Another counter-protester, named Josie, described how the far-right mob shouted “horrible” things at people, calling them “groomers”, “pedophiles”, “calling other women whores” and “fat-shaming” others. 

“You could tell that they wanted to incite some type of violence,” Josie told BuzzFeed News. “They just wanted to make us get angry so they could have something to use against us.”

Several LGBTQ+ inclusive events have been threatened by far-right groups in recent months, ever since Republican lawmakers in Texas, Florida and Arizona began rallying against kids attending family-friendly drag events. Some have even promised to introduce legislation banning minors from drag shows. 

Vargas said that she’s seen this “trend” of Texas “being in the news for just being this hotbed of hate”. But, she doesn’t think it’s reflective of “how diverse” the communities are in that region of the USA. 

She said it was “heartbreaking” to see queer people “protecting their own event” and wans there to be a day when “no one has to stand outside of a library to kids to be able to go inside and listen to a book”.

“What happened on Saturday, that’s reflective of who we are,” she added. “Hate has no home here, and I hope we start seeing more stories like this coming out of Texas.”

Two drag performers read from a children's book in front of several young children during an event at a library

Right-wing legislators and groups have protested against kids attending family-friendly drag events in recent months. (Erin Clark/The Boston Globe via Getty)

In June, several men hijacked a Drag Queen Story Hour event, which was aimed primarily at pre-school children, at the San Lorenzo Library in California. The five men entered the library and reportedly began shouting “homophobic and transphobic slurs”, arguing with parents that the event was “sexual”. 

The Alameda County Sheriff’s Office said the men were “described as members of the Proud Boys organisation, known to be a right wing hate group with anti-LGBTQ affiliations”. 

Police added that attendees described the men as “extremely aggressive with a threatening violent demeanor” which caused “people to fear for their safety”. 

An armed man, later identified as a Proud Boys member, disrupted a Drag Queen Story Hour event at a library in Sparks, Nevada on Sunday (26 June) afternoon. 

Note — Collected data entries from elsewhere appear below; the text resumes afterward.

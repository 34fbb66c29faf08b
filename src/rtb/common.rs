//! Small shared primitives: the pixel/callback data-url codec and a
//! no-bid reason tag.

use anyhow::{Context, Error, anyhow};
use std::collections::HashMap;
use url::Url;

pub mod utils {
    use std::time::{SystemTime, UNIX_EPOCH};

    /// Seconds since the Unix epoch, used for sync/event timestamps.
    pub fn epoch_timestamp() -> u64 {
        SystemTime::now()
            .duration_since(UNIX_EPOCH)
            .expect("system clock before epoch")
            .as_secs()
    }

    pub fn epoch_millis() -> u64 {
        SystemTime::now()
            .duration_since(UNIX_EPOCH)
            .expect("system clock before epoch")
            .as_millis() as u64
    }
}

/// A thin wrapper over a URL's query string used to build and parse
/// the small, signed-by-context callback URLs this exchange hands out
/// (setuid, cookie-sync return, win/billing notice pixels).
#[derive(Debug, Clone)]
pub struct DataUrl {
    url: Url,
}

impl DataUrl {
    pub fn new(base: &str) -> Result<Self, Error> {
        Ok(Self {
            url: Url::parse(base).with_context(|| format!("invalid base url: {base}"))?,
        })
    }

    pub fn parse(raw: &str) -> Result<Self, Error> {
        Ok(Self {
            url: Url::parse(raw).with_context(|| format!("invalid data url: {raw}"))?,
        })
    }

    fn params(&self) -> HashMap<String, String> {
        self.url
            .query_pairs()
            .map(|(k, v)| (k.into_owned(), v.into_owned()))
            .collect()
    }

    pub fn add_string(&mut self, key: &str, value: &str) -> Result<&mut Self, Error> {
        self.url.query_pairs_mut().append_pair(key, value);
        Ok(self)
    }

    pub fn add_int(&mut self, key: &str, value: i64) -> Result<&mut Self, Error> {
        self.add_string(key, &value.to_string())
    }

    pub fn add_float(&mut self, key: &str, value: f64) -> Result<&mut Self, Error> {
        self.add_string(key, &value.to_string())
    }

    pub fn get_optional_string(&self, key: &str) -> Option<String> {
        self.params().get(key).cloned()
    }

    pub fn get_required_string(&self, key: &str) -> Result<String, Error> {
        self.get_optional_string(key)
            .ok_or_else(|| anyhow!("missing required data url field '{key}'"))
    }

    pub fn get_required_int(&self, key: &str) -> Result<i64, Error> {
        self.get_required_string(key)?
            .parse()
            .with_context(|| format!("field '{key}' is not an integer"))
    }

    pub fn get_required_float(&self, key: &str) -> Result<f64, Error> {
        self.get_required_string(key)?
            .parse()
            .with_context(|| format!("field '{key}' is not a float"))
    }

    pub fn as_str(&self) -> &str {
        self.url.as_str()
    }
}

/// A code + human label for why an auction produced no bid. Attached
/// to `BidderEvent::no_bid_reason` and used throughout the error
/// taxonomy below.
#[derive(Debug, Clone, Copy, PartialEq, Eq)]
pub struct NoBidReason {
    pub code: u32,
    pub label: &'static str,
}

impl std::fmt::Display for NoBidReason {
    fn fmt(&self, f: &mut std::fmt::Formatter<'_>) -> std::fmt::Result {
        write!(f, "{} ({})", self.label, self.code)
    }
}

/// Declares a set of [`NoBidReason`] constants.
macro_rules! spec_list {
    ($($(#[$meta:meta])* $name:ident = $code:expr => $label:expr),+ $(,)?) => {
        $(
            $(#[$meta])*
            pub const $name: $crate::rtb::common::NoBidReason =
                $crate::rtb::common::NoBidReason { code: $code, label: $label };
        )+
    };
}
pub(crate) use spec_list;

#[cfg(test)]
mod tests {
    use super::*;

    #[test]
    fn data_url_round_trips_fields() {
        let mut du = DataUrl::new("https://x.example/cb").unwrap();
        du.add_string("bi", "rubicon").unwrap();
        du.add_int("ts", 1700000000).unwrap();
        du.add_float("cg", 2.5).unwrap();

        let parsed = DataUrl::parse(du.as_str()).unwrap();
        assert_eq!(parsed.get_required_string("bi").unwrap(), "rubicon");
        assert_eq!(parsed.get_required_int("ts").unwrap(), 1700000000);
        assert_eq!(parsed.get_required_float("cg").unwrap(), 2.5);
    }

    #[test]
    fn missing_field_errors() {
        let du = DataUrl::new("https://x.example/cb").unwrap();
        assert!(du.get_required_string("nope").is_err());
    }
}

Local outlets News 4 and Fox 11 reported a group of Proud Boys protested outside the library against the family-friendly drag event. The news crew was covering the event when a man wearing Proud Boys clothing approached the library while carrying a gun, causing everyone to run into the library for safety. 

Police were monitoring the protest from a scene but left soon afterwards, and there was no police present when the armed man approached the building.